SUPPLIED DATA:
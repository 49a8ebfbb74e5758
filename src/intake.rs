//! Intake orchestrator.
//!
//! One invocation per inbound message: evaluate the block verdict, then
//! reject, forward, and notify according to policy, tracking per-message
//! delivery status so retried deliveries repeat no side effect. The
//! forward and notification steps are each isolated behind their own
//! catch boundary; a failure in one never aborts the other, and no
//! failure here is fatal to the process.

use std::sync::Arc;

use tracing::{debug, error, info, warn};

use crate::block::BlockEvaluator;
use crate::config::{BlockAction, RelayConfig, STATUS_TTL};
use crate::error::Result;
use crate::forward::Forwarder;
use crate::message::Inbound;
use crate::notify::Notifier;
use crate::parser::{self, ParserStrategy};
use crate::store::{DeliveryStatus, StatusStore};

/// The intake pipeline with its injected collaborators.
pub struct Intake {
    store: Arc<dyn StatusStore>,
    evaluator: Arc<dyn BlockEvaluator>,
    forwarder: Arc<dyn Forwarder>,
    notifier: Arc<dyn Notifier>,
    /// Optional alternate decoding strategy tried before the baseline
    /// parser on the notification path.
    alternate: Option<Box<dyn ParserStrategy>>,
}

impl Intake {
    pub fn new(
        store: Arc<dyn StatusStore>,
        evaluator: Arc<dyn BlockEvaluator>,
        forwarder: Arc<dyn Forwarder>,
        notifier: Arc<dyn Notifier>,
    ) -> Self {
        Self {
            store,
            evaluator,
            forwarder,
            notifier,
            alternate: None,
        }
    }

    pub fn with_alternate_parser(mut self, alternate: Box<dyn ParserStrategy>) -> Self {
        self.alternate = Some(alternate);
        self
    }

    /// Process one inbound message. Never returns a value; rejection is
    /// signaled through the message itself and every other failure is
    /// contained and logged at its step boundary.
    pub async fn process(&self, msg: &mut Inbound, config: &RelayConfig) {
        let key = msg.message_id.clone();
        let blocked = self.evaluator.evaluate(msg, config).await;
        debug!(message_id = %key, blocked, guardian = config.guardian, "Processing inbound message");

        let mut status = match self.store.load(&key, config.guardian).await {
            Ok(status) => status,
            Err(e) => {
                warn!(message_id = %key, error = %e, "Status load failed; starting from empty record");
                DeliveryStatus::default()
            }
        };

        if blocked && config.blocks(BlockAction::Reject) {
            info!(message_id = %key, from = %msg.from, "Message rejected by block policy");
            msg.reject("message rejected by block policy");
            return;
        }

        if let Err(e) = self.forward_step(msg, config, blocked, &mut status).await {
            error!(message_id = %key, error = %e, "Forward step failed");
        }

        if let Err(e) = self.notify_step(msg, config, blocked, &mut status).await {
            error!(message_id = %key, error = %e, "Notification step failed");
        }
    }

    /// Forward to every configured recipient not already recorded in the
    /// status. Per-recipient failures are logged and skipped; under
    /// guardian mode the status is persisted after each success so a crash
    /// mid-loop loses at most the in-flight recipient.
    async fn forward_step(
        &self,
        msg: &Inbound,
        config: &RelayConfig,
        blocked: bool,
        status: &mut DeliveryStatus,
    ) -> Result<()> {
        let recipients: &[String] = if blocked && config.blocks(BlockAction::Forward) {
            info!(message_id = %msg.message_id, "Forwarding suppressed by block policy");
            &[]
        } else {
            &config.forward_to
        };

        for recipient in recipients {
            if status.has_forwarded(recipient) {
                debug!(message_id = %msg.message_id, %recipient, "Already forwarded; skipping");
                continue;
            }
            match self.forwarder.forward(msg, recipient).await {
                Ok(()) => {
                    if config.guardian {
                        status.record_forwarded(recipient);
                        self.store.save(&msg.message_id, status, STATUS_TTL).await?;
                    }
                }
                Err(e) => {
                    warn!(message_id = %msg.message_id, %recipient, error = %e, "Forward failed");
                }
            }
        }
        Ok(())
    }

    /// Send at most one notification per message. The status advances to
    /// `notified` regardless of the send outcome: a failed send is never
    /// retried on a later delivery attempt, trading possible notification
    /// loss for guaranteed non-duplication.
    async fn notify_step(
        &self,
        msg: &mut Inbound,
        config: &RelayConfig,
        blocked: bool,
        status: &mut DeliveryStatus,
    ) -> Result<()> {
        if status.notified {
            debug!(message_id = %msg.message_id, "Already notified; skipping");
            return Ok(());
        }
        if blocked && config.blocks(BlockAction::Telegram) {
            info!(message_id = %msg.message_id, "Notification suppressed by block policy");
            return Ok(());
        }

        let parsed = parser::parse(
            msg,
            config.max_size,
            config.size_policy,
            self.alternate.as_deref(),
        )
        .await;

        if let Err(e) = self.notifier.send(&parsed, config).await {
            warn!(message_id = %msg.message_id, error = %e, "Notification send failed; will not retry");
        }

        if config.guardian {
            status.notified = true;
            self.store.save(&msg.message_id, status, STATUS_TTL).await?;
        }
        Ok(())
    }
}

WORK INSTRUCTION: The reply must contain each line of the material, reproduced faithfully.

TASK SOLUTION:
repository 49a8ebfbb74e5758
filename src/intake.rs
//! Intake orchestrator.
//!
//! One invocation per inbound message: evaluate the block verdict, then
//! reject, forward, and notify according to policy, tracking per-message
//! delivery status so retried deliveries repeat no side effect. The
//! forward and notification steps are each isolated behind their own
//! catch boundary; a failure in one never aborts the other, and no
//! failure here is fatal to the process.

use std::sync::Arc;

use tracing::{debug, error, info, warn};

use crate::block::BlockEvaluator;
use crate::config::{BlockAction, RelayConfig, STATUS_TTL};
use crate::error::Result;
use crate::forward::Forwarder;
use crate::message::Inbound;
use crate::notify::Notifier;
use crate::parser::{self, ParserStrategy};
use crate::store::{DeliveryStatus, StatusStore};

/// The intake pipeline with its injected collaborators.
pub struct Intake {
    store: Arc<dyn StatusStore>,
    evaluator: Arc<dyn BlockEvaluator>,
    forwarder: Arc<dyn Forwarder>,
    notifier: Arc<dyn Notifier>,
    /// Optional alternate decoding strategy tried before the baseline
    /// parser on the notification path.
    alternate: Option<Box<dyn ParserStrategy>>,
}

impl Intake {
    pub fn new(
        store: Arc<dyn StatusStore>,
        evaluator: Arc<dyn BlockEvaluator>,
        forwarder: Arc<dyn Forwarder>,
        notifier: Arc<dyn Notifier>,
    ) -> Self {
        Self {
            store,
            evaluator,
            forwarder,
            notifier,
            alternate: None,
        }
    }

    pub fn with_alternate_parser(mut self, alternate: Box<dyn ParserStrategy>) -> Self {
        self.alternate = Some(alternate);
        self
    }

    /// Process one inbound message. Never returns a value; rejection is
    /// signaled through the message itself and every other failure is
    /// contained and logged at its step boundary.
    pub async fn process(&self, msg: &mut Inbound, config: &RelayConfig) {
        let key = msg.message_id.clone();
        let blocked = self.evaluator.evaluate(msg, config).await;
        debug!(message_id = %key, blocked, guardian = config.guardian, "Processing inbound message");

        let mut status = match self.store.load(&key, config.guardian).await {
            Ok(status) => status,
            Err(e) => {
                warn!(message_id = %key, error = %e, "Status load failed; starting from empty record");
                DeliveryStatus::default()
            }
        };

        if blocked && config.blocks(BlockAction::Reject) {
            info!(message_id = %key, from = %msg.from, "Message rejected by block policy");
            msg.reject("message rejected by block policy");
            return;
        }

        if let Err(e) = self.forward_step(msg, config, blocked, &mut status).await {
            error!(message_id = %key, error = %e, "Forward step failed");
        }

        if let Err(e) = self.notify_step(msg, config, blocked, &mut status).await {
            error!(message_id = %key, error = %e, "Notification step failed");
        }
    }

    /// Forward to every configured recipient not already recorded in the
    /// status. Per-recipient failures are logged and skipped; under
    /// guardian mode the status is persisted after each success so a crash
    /// mid-loop loses at most the in-flight recipient.
    async fn forward_step(
        &self,
        msg: &Inbound,
        config: &RelayConfig,
        blocked: bool,
        status: &mut DeliveryStatus,
    ) -> Result<()> {
        let recipients: &[String] = if blocked && config.blocks(BlockAction::Forward) {
            info!(message_id = %msg.message_id, "Forwarding suppressed by block policy");
            &[]
        } else {
            &config.forward_to
        };

        for recipient in recipients {
            if status.has_forwarded(recipient) {
                debug!(message_id = %msg.message_id, %recipient, "Already forwarded; skipping");
                continue;
            }
            match self.forwarder.forward(msg, recipient).await {
                Ok(()) => {
                    if config.guardian {
                        status.record_forwarded(recipient);
                        self.store.save(&msg.message_id, status, STATUS_TTL).await?;
                    }
                }
                Err(e) => {
                    warn!(message_id = %msg.message_id, %recipient, error = %e, "Forward failed");
                }
            }
        }
        Ok(())
    }

    /// Send at most one notification per message. The status advances to
    /// `notified` regardless of the send outcome: a failed send is never
    /// retried on a later delivery attempt, trading possible notification
    /// loss for guaranteed non-duplication.
    async fn notify_step(
        &self,
        msg: &mut Inbound,
        config: &RelayConfig,
        blocked: bool,
        status: &mut DeliveryStatus,
    ) -> Result<()> {
        if status.notified {
            debug!(message_id = %msg.message_id, "Already notified; skipping");
            return Ok(());
        }
        if blocked && config.blocks(BlockAction::Telegram) {
            info!(message_id = %msg.message_id, "Notification suppressed by block policy");
            return Ok(());
        }

        let parsed = parser::parse(
            msg,
            config.max_size,
            config.size_policy,
            self.alternate.as_deref(),
        )
        .await;

        if let Err(e) = self.notifier.send(&parsed, config).await {
            warn!(message_id = %msg.message_id, error = %e, "Notification send failed; will not retry");
        }

        if config.guardian {
            status.notified = true;
            self.store.save(&msg.message_id, status, STATUS_TTL).await?;
        }
        Ok(())
    }
}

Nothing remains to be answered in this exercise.